Nothing in the data may be altered; the answer is a verbatim copy of it.
::::
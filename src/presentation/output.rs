//! Output Rendering
//!
//! Renders the final deploy report, the dry-run plan and the precondition
//! check results. Progress while a run is underway goes through the event
//! sinks instead.

use std::path::Path;

use crossterm::style::{Color, Stylize};

use crate::application::{CheckResult, CheckStatus, DeployReport};

/// Output format for rendering
#[derive(Debug, Clone, Copy, PartialEq, Eq, Default)]
pub enum OutputFormat {
    /// Human-readable text output
    #[default]
    Text,
    /// One JSON object per line, for scripting
    Json,
}

impl OutputFormat {
    pub fn from_json_flag(json: bool) -> Self {
        if json {
            Self::Json
        } else {
            Self::Text
        }
    }
}

/// Icons for output rendering
struct Icons {
    check: &'static str,
    cross: &'static str,
    warn: &'static str,
    skip: &'static str,
    arrow: &'static str,
}

impl Icons {
    fn unicode() -> Self {
        Self {
            check: "✓",
            cross: "✗",
            warn: "⚠",
            skip: "○",
            arrow: "→",
        }
    }

    fn ascii() -> Self {
        Self {
            check: "[OK]",
            cross: "[FAIL]",
            warn: "[WARN]",
            skip: "[--]",
            arrow: "->",
        }
    }
}

/// Renders results to a string, ready to print
pub trait ReportRenderer {
    /// Summary of a finished deploy
    fn render_report(&self, report: &DeployReport) -> String;

    /// Command sequence recorded by a dry run
    fn render_plan(&self, report: &DeployReport) -> String;

    /// Local precondition results for `config_path`
    fn render_check(&self, result: &CheckResult, config_path: &Path) -> String;
}

/// Text renderer
pub struct TextRenderer {
    /// Whether to use colors
    pub color: bool,
    /// Whether to use unicode
    pub unicode: bool,
    /// Verbosity level
    pub verbose: u8,
}

impl Default for TextRenderer {
    fn default() -> Self {
        Self {
            color: true,
            unicode: true,
            verbose: 0,
        }
    }
}

impl TextRenderer {
    fn icons(&self) -> Icons {
        if self.unicode {
            Icons::unicode()
        } else {
            Icons::ascii()
        }
    }

    fn paint(&self, text: &str, color: Color) -> String {
        if self.color {
            text.with(color).to_string()
        } else {
            text.to_string()
        }
    }

    fn target(report: &DeployReport) -> String {
        format!("{}:{}", report.destination, report.remote_dir)
    }
}

impl ReportRenderer for TextRenderer {
    fn render_report(&self, report: &DeployReport) -> String {
        let icons = self.icons();
        let mut out = String::new();

        let (icon, color) = if report.is_clean() {
            (icons.check, Color::Green)
        } else {
            (icons.warn, Color::Yellow)
        };
        let title = if report.dry_run {
            "Dry Run Complete"
        } else {
            "Deploy Complete"
        };
        out.push_str(&format!("{} {}\n\n", self.paint(icon, color), title));
        out.push_str(&format!("  Target:  {}\n", Self::target(report)));
        out.push_str(&format!("  Service: {}\n", report.service));

        let stages: Vec<&str> = report.completed.iter().map(|s| s.name()).collect();
        let separator = format!(" {} ", icons.arrow);
        out.push_str(&format!("  Stages:  {}\n", stages.join(separator.as_str())));

        for skipped in &report.skipped {
            out.push_str(&format!(
                "    {} {} skipped: {}\n",
                self.paint(icons.skip, Color::DarkGrey),
                skipped.stage,
                skipped.reason
            ));
        }

        if !report.migrations.is_empty() {
            out.push_str(&format!("\n  Migrations ({}):\n", report.migrations.len()));
            for set in &report.migrations {
                out.push_str(&format!("    {} {}\n", icons.arrow, set));
            }
        }

        if self.verbose > 0 && !report.commands.is_empty() {
            out.push_str(&format!("\n  Commands ({}):\n", report.commands.len()));
            for command in &report.commands {
                out.push_str(&format!("    {}\n", command));
            }
        }

        if !report.warnings.is_empty() {
            out.push_str(&format!("\n  Warnings ({}):\n", report.warnings.len()));
            for warning in &report.warnings {
                out.push_str(&format!(
                    "    {} {}\n",
                    self.paint(icons.warn, Color::Yellow),
                    warning
                ));
            }
        }

        out.push_str(&format!(
            "\n  Finished in {:.1}s\n",
            report.elapsed_ms as f64 / 1000.0
        ));
        out
    }

    fn render_plan(&self, report: &DeployReport) -> String {
        let mut out = format!(
            "Plan for {} on {}\n\n",
            report.service,
            Self::target(report)
        );
        let width = report.commands.len().to_string().len();
        for (i, command) in report.commands.iter().enumerate() {
            out.push_str(&format!("  {:>width$}. {}\n", i + 1, command, width = width));
        }
        for skipped in &report.skipped {
            out.push_str(&format!(
                "\n  {} {} skipped: {}",
                self.icons().skip,
                skipped.stage,
                skipped.reason
            ));
        }
        if !report.skipped.is_empty() {
            out.push('\n');
        }
        out
    }

    fn render_check(&self, result: &CheckResult, config_path: &Path) -> String {
        let icons = self.icons();
        let mut out = format!("Checks for {}\n\n", config_path.display());

        for item in &result.items {
            let icon = match item.status {
                CheckStatus::Pass => self.paint(icons.check, Color::Green),
                CheckStatus::Warning => self.paint(icons.warn, Color::Yellow),
                CheckStatus::Error => self.paint(icons.cross, Color::Red),
            };
            out.push_str(&format!("  {} {}: {}", icon, item.name, item.message));
            if self.verbose > 0 || item.status != CheckStatus::Pass {
                out.push_str(&format!(" ({})", item.path.display()));
            }
            out.push('\n');
        }

        out.push_str(&format!(
            "\n  {} passed, {} warnings, {} errors\n",
            result.passed, result.warnings, result.errors
        ));
        out
    }
}

/// JSON renderer; every document is a single line
pub struct JsonRenderer;

impl JsonRenderer {
    fn line(event: &str, body: serde_json::Value) -> String {
        let mut value = body;
        if let Some(obj) = value.as_object_mut() {
            obj.insert("event".to_string(), serde_json::Value::from(event));
        }
        format!("{}\n", serde_json::to_string(&value).unwrap_or_default())
    }
}

impl ReportRenderer for JsonRenderer {
    fn render_report(&self, report: &DeployReport) -> String {
        let body = serde_json::to_value(report).unwrap_or_else(|_| serde_json::json!({}));
        Self::line("report", body)
    }

    fn render_plan(&self, report: &DeployReport) -> String {
        Self::line(
            "plan",
            serde_json::json!({
                "destination": report.destination,
                "service": report.service,
                "remote_dir": report.remote_dir,
                "commands": report.commands,
                "skipped": report.skipped,
            }),
        )
    }

    fn render_check(&self, result: &CheckResult, config_path: &Path) -> String {
        let mut body = serde_json::to_value(result).unwrap_or_else(|_| serde_json::json!({}));
        if let Some(obj) = body.as_object_mut() {
            obj.insert(
                "config".to_string(),
                serde_json::Value::from(config_path.display().to_string()),
            );
            obj.insert(
                "success".to_string(),
                serde_json::Value::from(result.is_success()),
            );
        }
        Self::line("check", body)
    }
}

/// Create a renderer based on format
pub fn create_renderer(
    format: OutputFormat,
    color: bool,
    unicode: bool,
    verbose: u8,
) -> Box<dyn ReportRenderer> {
    match format {
        OutputFormat::Text => Box::new(TextRenderer {
            color,
            unicode,
            verbose,
        }),
        OutputFormat::Json => Box::new(JsonRenderer),
    }
}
::::
RESULT OF THIS EXERCISE —
filename src/presentation/output.rs
//! Output Rendering
//!
//! Renders the final deploy report, the dry-run plan and the precondition
//! check results. Progress while a run is underway goes through the event
//! sinks instead.

use std::path::Path;

use crossterm::style::{Color, Stylize};

use crate::application::{CheckResult, CheckStatus, DeployReport};

/// Output format for rendering
#[derive(Debug, Clone, Copy, PartialEq, Eq, Default)]
pub enum OutputFormat {
    /// Human-readable text output
    #[default]
    Text,
    /// One JSON object per line, for scripting
    Json,
}

impl OutputFormat {
    pub fn from_json_flag(json: bool) -> Self {
        if json {
            Self::Json
        } else {
            Self::Text
        }
    }
}

/// Icons for output rendering
struct Icons {
    check: &'static str,
    cross: &'static str,
    warn: &'static str,
    skip: &'static str,
    arrow: &'static str,
}

impl Icons {
    fn unicode() -> Self {
        Self {
            check: "✓",
            cross: "✗",
            warn: "⚠",
            skip: "○",
            arrow: "→",
        }
    }

    fn ascii() -> Self {
        Self {
            check: "[OK]",
            cross: "[FAIL]",
            warn: "[WARN]",
            skip: "[--]",
            arrow: "->",
        }
    }
}

/// Renders results to a string, ready to print
pub trait ReportRenderer {
    /// Summary of a finished deploy
    fn render_report(&self, report: &DeployReport) -> String;

    /// Command sequence recorded by a dry run
    fn render_plan(&self, report: &DeployReport) -> String;

    /// Local precondition results for `config_path`
    fn render_check(&self, result: &CheckResult, config_path: &Path) -> String;
}

/// Text renderer
pub struct TextRenderer {
    /// Whether to use colors
    pub color: bool,
    /// Whether to use unicode
    pub unicode: bool,
    /// Verbosity level
    pub verbose: u8,
}

impl Default for TextRenderer {
    fn default() -> Self {
        Self {
            color: true,
            unicode: true,
            verbose: 0,
        }
    }
}

impl TextRenderer {
    fn icons(&self) -> Icons {
        if self.unicode {
            Icons::unicode()
        } else {
            Icons::ascii()
        }
    }

    fn paint(&self, text: &str, color: Color) -> String {
        if self.color {
            text.with(color).to_string()
        } else {
            text.to_string()
        }
    }

    fn target(report: &DeployReport) -> String {
        format!("{}:{}", report.destination, report.remote_dir)
    }
}

impl ReportRenderer for TextRenderer {
    fn render_report(&self, report: &DeployReport) -> String {
        let icons = self.icons();
        let mut out = String::new();

        let (icon, color) = if report.is_clean() {
            (icons.check, Color::Green)
        } else {
            (icons.warn, Color::Yellow)
        };
        let title = if report.dry_run {
            "Dry Run Complete"
        } else {
            "Deploy Complete"
        };
        out.push_str(&format!("{} {}\n\n", self.paint(icon, color), title));
        out.push_str(&format!("  Target:  {}\n", Self::target(report)));
        out.push_str(&format!("  Service: {}\n", report.service));

        let stages: Vec<&str> = report.completed.iter().map(|s| s.name()).collect();
        let separator = format!(" {} ", icons.arrow);
        out.push_str(&format!("  Stages:  {}\n", stages.join(separator.as_str())));

        for skipped in &report.skipped {
            out.push_str(&format!(
                "    {} {} skipped: {}\n",
                self.paint(icons.skip, Color::DarkGrey),
                skipped.stage,
                skipped.reason
            ));
        }

        if !report.migrations.is_empty() {
            out.push_str(&format!("\n  Migrations ({}):\n", report.migrations.len()));
            for set in &report.migrations {
                out.push_str(&format!("    {} {}\n", icons.arrow, set));
            }
        }

        if self.verbose > 0 && !report.commands.is_empty() {
            out.push_str(&format!("\n  Commands ({}):\n", report.commands.len()));
            for command in &report.commands {
                out.push_str(&format!("    {}\n", command));
            }
        }

        if !report.warnings.is_empty() {
            out.push_str(&format!("\n  Warnings ({}):\n", report.warnings.len()));
            for warning in &report.warnings {
                out.push_str(&format!(
                    "    {} {}\n",
                    self.paint(icons.warn, Color::Yellow),
                    warning
                ));
            }
        }

        out.push_str(&format!(
            "\n  Finished in {:.1}s\n",
            report.elapsed_ms as f64 / 1000.0
        ));
        out
    }

    fn render_plan(&self, report: &DeployReport) -> String {
        let mut out = format!(
            "Plan for {} on {}\n\n",
            report.service,
            Self::target(report)
        );
        let width = report.commands.len().to_string().len();
        for (i, command) in report.commands.iter().enumerate() {
            out.push_str(&format!("  {:>width$}. {}\n", i + 1, command, width = width));
        }
        for skipped in &report.skipped {
            out.push_str(&format!(
                "\n  {} {} skipped: {}",
                self.icons().skip,
                skipped.stage,
                skipped.reason
            ));
        }
        if !report.skipped.is_empty() {
            out.push('\n');
        }
        out
    }

    fn render_check(&self, result: &CheckResult, config_path: &Path) -> String {
        let icons = self.icons();
        let mut out = format!("Checks for {}\n\n", config_path.display());

        for item in &result.items {
            let icon = match item.status {
                CheckStatus::Pass => self.paint(icons.check, Color::Green),
                CheckStatus::Warning => self.paint(icons.warn, Color::Yellow),
                CheckStatus::Error => self.paint(icons.cross, Color::Red),
            };
            out.push_str(&format!("  {} {}: {}", icon, item.name, item.message));
            if self.verbose > 0 || item.status != CheckStatus::Pass {
                out.push_str(&format!(" ({})", item.path.display()));
            }
            out.push('\n');
        }

        out.push_str(&format!(
            "\n  {} passed, {} warnings, {} errors\n",
            result.passed, result.warnings, result.errors
        ));
        out
    }
}

/// JSON renderer; every document is a single line
pub struct JsonRenderer;

impl JsonRenderer {
    fn line(event: &str, body: serde_json::Value) -> String {
        let mut value = body;
        if let Some(obj) = value.as_object_mut() {
            obj.insert("event".to_string(), serde_json::Value::from(event));
        }
        format!("{}\n", serde_json::to_string(&value).unwrap_or_default())
    }
}

impl ReportRenderer for JsonRenderer {
    fn render_report(&self, report: &DeployReport) -> String {
        let body = serde_json::to_value(report).unwrap_or_else(|_| serde_json::json!({}));
        Self::line("report", body)
    }

    fn render_plan(&self, report: &DeployReport) -> String {
        Self::line(
            "plan",
            serde_json::json!({
                "destination": report.destination,
                "service": report.service,
                "remote_dir": report.remote_dir,
                "commands": report.commands,
                "skipped": report.skipped,
            }),
        )
    }

    fn render_check(&self, result: &CheckResult, config_path: &Path) -> String {
        let mut body = serde_json::to_value(result).unwrap_or_else(|_| serde_json::json!({}));
        if let Some(obj) = body.as_object_mut() {
            obj.insert(
                "config".to_string(),
                serde_json::Value::from(config_path.display().to_string()),
            );
            obj.insert(
                "success".to_string(),
                serde_json::Value::from(result.is_success()),
            );
        }
        Self::line("check", body)
    }
}

/// Create a renderer based on format
pub fn create_renderer(
    format: OutputFormat,
    color: bool,
    unicode: bool,
    verbose: u8,
) -> Box<dyn ReportRenderer> {
    match format {
        OutputFormat::Text => Box::new(TextRenderer {
            color,
            unicode,
            verbose,
        }),
        OutputFormat::Json => Box::new(JsonRenderer),
    }
}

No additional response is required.